- Exercise objective: Whichever lines of the material contain "derive", copy each of them.

- Exercise materials:

========================================

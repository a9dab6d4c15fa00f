//! Context Manager: owns every build's [`Context`] (one parsed symbol graph
//! plus its ordered `.conf` stack), routes document URIs to an owning
//! context, and is the seam the LSP adapter calls through for every
//! `kconfig/*` operation.

use std::collections::HashMap;

use indexmap::IndexMap;
use thiserror::Error;
use tower_lsp::lsp_types as lsp;

use crate::ast::{TypeKind, Value};
use crate::conf::{self, ConfEntry};
use crate::definition;
use crate::diagnostics::{self, COMMAND_LINE_URI};
use crate::env::{Env, EnvGuard};
use crate::graph::{self, FileSource, GraphError, MenuItem, MenuNodeId, SymbolGraph, Warning};
use crate::menu;
use crate::resolve;

/// The three core-specific RPC error conditions, modeled
/// independently of `tower_lsp`'s error type — `server.rs` is the only
/// place these get translated to a JSON-RPC error object.
#[derive(Debug, Error)]
pub enum CoreError {
    #[error("unknown node: {0}")]
    UnknownNode(String),
    #[error("menu id is from a stale parse version")]
    Desync,
    #[error("{file}:{line}: error: {message}")]
    ParsingFailed { file: String, line: u32, message: String },
}

impl From<GraphError> for CoreError {
    fn from(e: GraphError) -> CoreError {
        match e {
            GraphError::ParsingFailed { loc, message } => CoreError::ParsingFailed {
                file: loc.file,
                line: loc.line,
                message,
            },
        }
    }
}

/// One `.conf` file in a context's ordered stack.
#[derive(Debug, Clone)]
pub struct ConfFileState {
    pub path: String,
    pub uri: lsp::Url,
    pub entries: Vec<ConfEntry>,
    pub text: String,
}

/// A single build instance: a parsed symbol graph, its layered `.conf`
/// stack, and the bookkeeping the manager needs to invalidate stale menu
/// ids and route diagnostics.
#[derive(Debug)]
pub struct Context {
    pub id: u32,
    pub root: String,
    pub env: Env,
    pub conf_files: Vec<ConfFileState>,
    pub graph: SymbolGraph,
    pub parse_version: u64,
    pub focused_menu: MenuNodeId,
    /// Warnings produced while applying the `.conf` stack (undefined
    /// assignment, override, redundant) — reset on every `loadConfig`,
    /// distinct from `graph.warnings` which only change on reparse.
    pub conf_warnings: Vec<Warning>,
}

impl Context {
    fn recompute(&mut self) {
        let mut warnings = Vec::new();
        for (i, cf) in self.conf_files.iter().enumerate() {
            conf::apply_entries(&mut self.graph, &cf.entries, Some(&cf.path), i == 0, &mut warnings);
        }
        self.conf_warnings = warnings;
        resolve::resolve_all(&mut self.graph);
        resolve::resolve_choices(&mut self.graph);
    }

    /// All warnings (parser/evaluator) attributable to files, bucketed
    /// together with live diagnostics per `.conf` file, plus the synthetic
    /// command-line bucket.
    pub fn all_diagnostics(&self) -> HashMap<lsp::Url, Vec<lsp::Diagnostic>> {
        let mut out: HashMap<lsp::Url, Vec<lsp::Diagnostic>> = HashMap::new();

        for cf in &self.conf_files {
            let lines = crate::ast::LineIndex::new(&cf.text);
            let findings = diagnostics::check_entries(&self.graph, &cf.entries, &cf.uri, &lines);
            out.entry(cf.uri.clone())
                .or_default()
                .extend(findings.into_iter().map(|f| f.diagnostic));
        }

        let mut all_warnings = self.graph.warnings.clone();
        all_warnings.extend(self.conf_warnings.clone());
        for (uri_str, diags) in diagnostics::bucket_warnings(&all_warnings) {
            let uri = path_to_uri(&uri_str);
            out.entry(uri).or_default().extend(diags);
        }

        // Every conf file publishes at least an empty list, clearing stale
        // diagnostics on the client when a problem is fixed.
        for cf in &self.conf_files {
            out.entry(cf.uri.clone()).or_default();
        }
        out.entry(path_to_uri(COMMAND_LINE_URI)).or_default();
        out
    }
}
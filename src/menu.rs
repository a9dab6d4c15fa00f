//! Menu Navigator: exposes the symbol graph as the hierarchical menu an
//! interactive `menuconfig` would show, and the stable node-id scheme used
//! to address it across requests.

use crate::ast::Tri;
use crate::context::CoreError;
use crate::eval::eval_tri;
use crate::graph::{MenuItem, MenuNodeId, SymbolGraph};

/// One entry in a flattened menu listing, with its indentation depth.
#[derive(Debug, Clone, Copy)]
pub struct MenuItemView {
    pub node: MenuNodeId,
    pub depth: u32,
}

/// The items shown when `node` (a menuconfig or the top node) is opened:
/// its direct children, with every run of non-menuconfig descendants
/// inlined into the same listing at increasing indentation, stopping at
/// the next menuconfig boundary.
pub fn list_items(graph: &SymbolGraph, node: MenuNodeId) -> Vec<MenuItemView> {
    let mut out = Vec::new();
    collect(graph, node, 0, &mut out);
    out
}

fn collect(graph: &SymbolGraph, node: MenuNodeId, depth: u32, out: &mut Vec<MenuItemView>) {
    for child in graph.children(node) {
        out.push(MenuItemView { node: child, depth });
        if !graph.node(child).is_menuconfig {
            collect(graph, child, depth + 1, out);
        }
    }
}

/// A node is visible iff it has a prompt whose condition (AND'd with the
/// node's own enclosing dependency) evaluates non-zero, and — for MENU
/// markers only — its `visible if` clause also evaluates non-zero.
pub fn is_visible(graph: &SymbolGraph, node: MenuNodeId) -> bool {
    let n = graph.node(node);
    let prompt_tri = match &n.prompt {
        Some((_, cond)) => {
            let dep = n.dep.as_ref().map(|d| eval_tri(graph, d)).unwrap_or(Tri::Yes);
            let c = cond.as_ref().map(|c| eval_tri(graph, c)).unwrap_or(Tri::Yes);
            dep.and(c)
        }
        None => return false,
    };
    if prompt_tri == Tri::No {
        return false;
    }
    if matches!(n.item, MenuItem::Menu) {
        if let Some(vis) = &n.visible_if {
            if eval_tri(graph, vis) == Tri::No {
                return false;
            }
        }
    }
    true
}

/// A parsed `<version>@<kind>@<payload>` stable node identifier, before it's
/// been checked against the context's current parse version.
#[derive(Debug, Clone, PartialEq, Eq)]
enum ParsedKind {
    MainMenu,
    Menu(usize),
    Choice(usize),
    Comment(usize),
    Symbol(String, usize),
}

/// Build the stable identifier for `node` under parse `version`.
pub fn node_id(graph: &SymbolGraph, version: u64, node: MenuNodeId) -> String {
    match &graph.node(node).item {
        MenuItem::Top => format!("{}@MAINMENU@", version),
        MenuItem::Menu => {
            let idx = graph.menu_order.iter().position(|&m| m == node).unwrap_or(0);
            format!("{}@MENU@{}", version, idx)
        }
        MenuItem::Comment => {
            let idx = graph.comment_order.iter().position(|&m| m == node).unwrap_or(0);
            format!("{}@COMMENT@{}", version, idx)
        }
        MenuItem::Choice(cid) => {
            let idx = graph.choice_order.iter().position(|&c| c == *cid).unwrap_or(0);
            format!("{}@CHOICE@{}", version, idx)
        }
        MenuItem::Symbol(sid) => {
            let sym = graph.symbol(*sid);
            let node_idx = sym.nodes.iter().position(|&nid| nid == node).unwrap_or(0);
            format!("{}@SYM@{}@{}", version, sym.name, node_idx)
        }
    }
}

fn parse_id(id: &str) -> Option<(u64, ParsedKind)> {
    let mut parts = id.splitn(3, '@');
    let version: u64 = parts.next()?.parse().ok()?;
    let kind = parts.next()?;
    let payload = parts.next().unwrap_or("");
    let parsed = match kind {
        "MAINMENU" => ParsedKind::MainMenu,
        "MENU" => ParsedKind::Menu(payload.parse().ok()?),
        "CHOICE" => ParsedKind::Choice(payload.parse().ok()?),
        "COMMENT" => ParsedKind::Comment(payload.parse().ok()?),
        "SYM" => {
            let (name, idx) = payload.rsplit_once('@')?;
            ParsedKind::Symbol(name.to_string(), idx.parse().ok()?)
        }
        _ => return None,
    };
    Some((version, parsed))
}

/// Resolve a stable node id back to a live `MenuNodeId`. A version mismatch
/// against `current_version` is the desync signal; any other
/// failure to resolve is an unknown node.
pub fn resolve(graph: &SymbolGraph, current_version: u64, id: &str) -> Result<MenuNodeId, CoreError> {
    let (version, parsed) = parse_id(id).ok_or_else(|| CoreError::UnknownNode(id.to_string()))?;
    if version != current_version {
        return Err(CoreError::Desync);
    }
    let unknown = || CoreError::UnknownNode(id.to_string());
    match parsed {
        ParsedKind::MainMenu => Ok(graph.top),
        ParsedKind::Menu(i) => graph.menu_order.get(i).copied().ok_or_else(unknown),
        ParsedKind::Comment(i) => graph.comment_order.get(i).copied().ok_or_else(unknown),
        ParsedKind::Choice(i) => {
            let cid = graph.choice_order.get(i).copied().ok_or_else(unknown)?;
            Ok(graph.choice(cid).menu_node)
        }
        ParsedKind::Symbol(name, idx) => {
            let sid = graph.lookup(&name).ok_or_else(unknown)?;
            graph.symbol(sid).nodes.get(idx).copied().ok_or_else(unknown)
        }
    }
}

#[cfg(test)]
mod tests {
    use super::*;
    use crate::env::Env;
    use crate::graph::{build_graph, FileSource};
    use std::collections::HashMap;
    use std::sync::Mutex;

    struct MemSource(Mutex<HashMap<String, String>>);
    impl FileSource for MemSource {
        fn read(&self, path: &str) -> std::io::Result<String> {
            self.0
                .lock()
                .unwrap()
                .get(path)
                .cloned()
                .ok_or_else(|| std::io::Error::new(std::io::ErrorKind::NotFound, path.to_string()))
        }
        fn is_dir(&self, _path: &str) -> bool {
            false
        }
    }

    fn graph_from(text: &str) -> SymbolGraph {
        let mut m = HashMap::new();
        m.insert("Kconfig".to_string(), text.to_string());
        let src = MemSource(Mutex::new(m));
        build_graph("Kconfig", &Env::new(), &src).unwrap()
    }

    #[test]
    fn menuconfig_boundary_stops_inlining() {
        let graph = graph_from(
            "menuconfig MOD\n\tbool \"mod\"\nconfig CHILD\n\tbool \"c\"\n\tdepends on MOD\n",
        );
        let items = list_items(&graph, graph.top);
        assert_eq!(items.len(), 1);
        assert_eq!(items[0].depth, 0);
    }

    #[test]
    fn node_id_roundtrips_through_resolve() {
        let graph = graph_from("config FOO\n\tbool \"f\"\n");
        let items = list_items(&graph, graph.top);
        let id = node_id(&graph, 1, items[0].node);
        assert_eq!(resolve(&graph, 1, &id).unwrap(), items[0].node);
    }

    #[test]
    fn stale_version_is_desync() {
        let graph = graph_from("config FOO\n\tbool \"f\"\n");
        let items = list_items(&graph, graph.top);
        let id = node_id(&graph, 1, items[0].node);
        assert!(matches!(resolve(&graph, 2, &id), Err(CoreError::Desync)));
    }
}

========================================

- Response area:
#[derive(Debug, Error)]
#[derive(Debug, Clone)]
#[derive(Debug)]
#[derive(Debug, Clone, Copy)]
#[derive(Debug, Clone, PartialEq, Eq)]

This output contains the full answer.